Reproduce the full listing without a single change.

(Data begins)

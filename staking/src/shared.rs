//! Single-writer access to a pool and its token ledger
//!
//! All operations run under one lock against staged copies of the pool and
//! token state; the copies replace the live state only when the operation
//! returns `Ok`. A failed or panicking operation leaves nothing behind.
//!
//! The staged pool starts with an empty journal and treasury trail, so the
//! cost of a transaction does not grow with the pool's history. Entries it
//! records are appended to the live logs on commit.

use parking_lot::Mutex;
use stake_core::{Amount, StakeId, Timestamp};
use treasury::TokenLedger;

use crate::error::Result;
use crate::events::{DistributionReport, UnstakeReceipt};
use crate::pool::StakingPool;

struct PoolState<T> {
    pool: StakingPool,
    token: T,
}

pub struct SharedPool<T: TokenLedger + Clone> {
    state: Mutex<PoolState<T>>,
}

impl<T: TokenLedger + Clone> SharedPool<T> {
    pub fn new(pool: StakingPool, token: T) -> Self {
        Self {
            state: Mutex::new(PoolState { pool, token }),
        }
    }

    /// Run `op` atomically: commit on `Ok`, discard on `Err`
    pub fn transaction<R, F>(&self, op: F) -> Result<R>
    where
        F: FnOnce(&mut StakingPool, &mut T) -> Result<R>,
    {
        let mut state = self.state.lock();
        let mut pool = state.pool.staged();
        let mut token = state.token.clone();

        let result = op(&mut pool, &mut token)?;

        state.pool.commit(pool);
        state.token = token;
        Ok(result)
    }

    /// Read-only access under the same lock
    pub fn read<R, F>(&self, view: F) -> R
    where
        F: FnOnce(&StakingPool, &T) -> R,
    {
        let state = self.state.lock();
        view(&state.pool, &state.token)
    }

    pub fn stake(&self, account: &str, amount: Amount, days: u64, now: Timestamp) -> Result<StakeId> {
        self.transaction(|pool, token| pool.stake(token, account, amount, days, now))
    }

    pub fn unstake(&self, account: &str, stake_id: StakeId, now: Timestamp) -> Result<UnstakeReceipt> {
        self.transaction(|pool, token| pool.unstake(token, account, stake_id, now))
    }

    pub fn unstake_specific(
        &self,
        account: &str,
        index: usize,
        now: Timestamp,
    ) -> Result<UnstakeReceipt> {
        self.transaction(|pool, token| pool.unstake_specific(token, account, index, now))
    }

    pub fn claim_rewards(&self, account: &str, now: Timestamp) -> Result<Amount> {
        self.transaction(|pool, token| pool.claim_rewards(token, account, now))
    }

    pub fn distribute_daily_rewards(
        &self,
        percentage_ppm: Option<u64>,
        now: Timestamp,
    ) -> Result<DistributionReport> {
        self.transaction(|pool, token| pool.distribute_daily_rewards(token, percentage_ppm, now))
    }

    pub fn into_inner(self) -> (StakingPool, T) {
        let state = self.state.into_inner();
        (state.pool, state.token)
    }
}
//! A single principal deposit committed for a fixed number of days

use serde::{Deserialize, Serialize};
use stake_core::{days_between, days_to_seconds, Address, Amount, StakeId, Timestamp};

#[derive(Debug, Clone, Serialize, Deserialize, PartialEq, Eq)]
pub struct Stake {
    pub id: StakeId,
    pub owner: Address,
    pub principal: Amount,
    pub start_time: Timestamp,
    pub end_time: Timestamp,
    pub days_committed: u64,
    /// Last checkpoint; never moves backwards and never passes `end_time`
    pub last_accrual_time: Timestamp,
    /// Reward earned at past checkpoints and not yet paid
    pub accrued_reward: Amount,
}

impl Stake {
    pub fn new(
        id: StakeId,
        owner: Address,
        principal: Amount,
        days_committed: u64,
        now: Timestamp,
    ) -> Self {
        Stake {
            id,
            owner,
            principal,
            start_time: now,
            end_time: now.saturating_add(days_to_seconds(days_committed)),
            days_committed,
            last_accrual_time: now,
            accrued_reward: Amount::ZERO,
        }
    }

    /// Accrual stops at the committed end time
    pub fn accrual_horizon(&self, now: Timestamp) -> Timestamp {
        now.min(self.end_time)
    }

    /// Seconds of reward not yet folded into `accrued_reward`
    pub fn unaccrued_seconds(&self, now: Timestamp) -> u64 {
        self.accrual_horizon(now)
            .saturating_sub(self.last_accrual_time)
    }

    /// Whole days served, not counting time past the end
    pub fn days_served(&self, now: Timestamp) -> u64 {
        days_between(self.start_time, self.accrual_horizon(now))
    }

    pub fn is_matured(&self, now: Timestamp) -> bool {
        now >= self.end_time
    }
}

(Data ends)

• **Answer space**:
filename staking/src/shared.rs
//! Single-writer access to a pool and its token ledger
//!
//! All operations run under one lock against staged copies of the pool and
//! token state; the copies replace the live state only when the operation
//! returns `Ok`. A failed or panicking operation leaves nothing behind.
//!
//! The staged pool starts with an empty journal and treasury trail, so the
//! cost of a transaction does not grow with the pool's history. Entries it
//! records are appended to the live logs on commit.

use parking_lot::Mutex;
use stake_core::{Amount, StakeId, Timestamp};
use treasury::TokenLedger;

use crate::error::Result;
use crate::events::{DistributionReport, UnstakeReceipt};
use crate::pool::StakingPool;

struct PoolState<T> {
    pool: StakingPool,
    token: T,
}

pub struct SharedPool<T: TokenLedger + Clone> {
    state: Mutex<PoolState<T>>,
}

impl<T: TokenLedger + Clone> SharedPool<T> {
    pub fn new(pool: StakingPool, token: T) -> Self {
        Self {
            state: Mutex::new(PoolState { pool, token }),
        }
    }

    /// Run `op` atomically: commit on `Ok`, discard on `Err`
    pub fn transaction<R, F>(&self, op: F) -> Result<R>
    where
        F: FnOnce(&mut StakingPool, &mut T) -> Result<R>,
    {
        let mut state = self.state.lock();
        let mut pool = state.pool.staged();
        let mut token = state.token.clone();

        let result = op(&mut pool, &mut token)?;

        state.pool.commit(pool);
        state.token = token;
        Ok(result)
    }

    /// Read-only access under the same lock
    pub fn read<R, F>(&self, view: F) -> R
    where
        F: FnOnce(&StakingPool, &T) -> R,
    {
        let state = self.state.lock();
        view(&state.pool, &state.token)
    }

    pub fn stake(&self, account: &str, amount: Amount, days: u64, now: Timestamp) -> Result<StakeId> {
        self.transaction(|pool, token| pool.stake(token, account, amount, days, now))
    }

    pub fn unstake(&self, account: &str, stake_id: StakeId, now: Timestamp) -> Result<UnstakeReceipt> {
        self.transaction(|pool, token| pool.unstake(token, account, stake_id, now))
    }

    pub fn unstake_specific(
        &self,
        account: &str,
        index: usize,
        now: Timestamp,
    ) -> Result<UnstakeReceipt> {
        self.transaction(|pool, token| pool.unstake_specific(token, account, index, now))
    }

    pub fn claim_rewards(&self, account: &str, now: Timestamp) -> Result<Amount> {
        self.transaction(|pool, token| pool.claim_rewards(token, account, now))
    }

    pub fn distribute_daily_rewards(
        &self,
        percentage_ppm: Option<u64>,
        now: Timestamp,
    ) -> Result<DistributionReport> {
        self.transaction(|pool, token| pool.distribute_daily_rewards(token, percentage_ppm, now))
    }

    pub fn into_inner(self) -> (StakingPool, T) {
        let state = self.state.into_inner();
        (state.pool, state.token)
    }
}
//! A single principal deposit committed for a fixed number of days

use serde::{Deserialize, Serialize};
use stake_core::{days_between, days_to_seconds, Address, Amount, StakeId, Timestamp};

#[derive(Debug, Clone, Serialize, Deserialize, PartialEq, Eq)]
pub struct Stake {
    pub id: StakeId,
    pub owner: Address,
    pub principal: Amount,
    pub start_time: Timestamp,
    pub end_time: Timestamp,
    pub days_committed: u64,
    /// Last checkpoint; never moves backwards and never passes `end_time`
    pub last_accrual_time: Timestamp,
    /// Reward earned at past checkpoints and not yet paid
    pub accrued_reward: Amount,
}

impl Stake {
    pub fn new(
        id: StakeId,
        owner: Address,
        principal: Amount,
        days_committed: u64,
        now: Timestamp,
    ) -> Self {
        Stake {
            id,
            owner,
            principal,
            start_time: now,
            end_time: now.saturating_add(days_to_seconds(days_committed)),
            days_committed,
            last_accrual_time: now,
            accrued_reward: Amount::ZERO,
        }
    }

    /// Accrual stops at the committed end time
    pub fn accrual_horizon(&self, now: Timestamp) -> Timestamp {
        now.min(self.end_time)
    }

    /// Seconds of reward not yet folded into `accrued_reward`
    pub fn unaccrued_seconds(&self, now: Timestamp) -> u64 {
        self.accrual_horizon(now)
            .saturating_sub(self.last_accrual_time)
    }

    /// Whole days served, not counting time past the end
    pub fn days_served(&self, now: Timestamp) -> u64 {
        days_between(self.start_time, self.accrual_horizon(now))
    }

    pub fn is_matured(&self, now: Timestamp) -> bool {
        now >= self.end_time
    }
}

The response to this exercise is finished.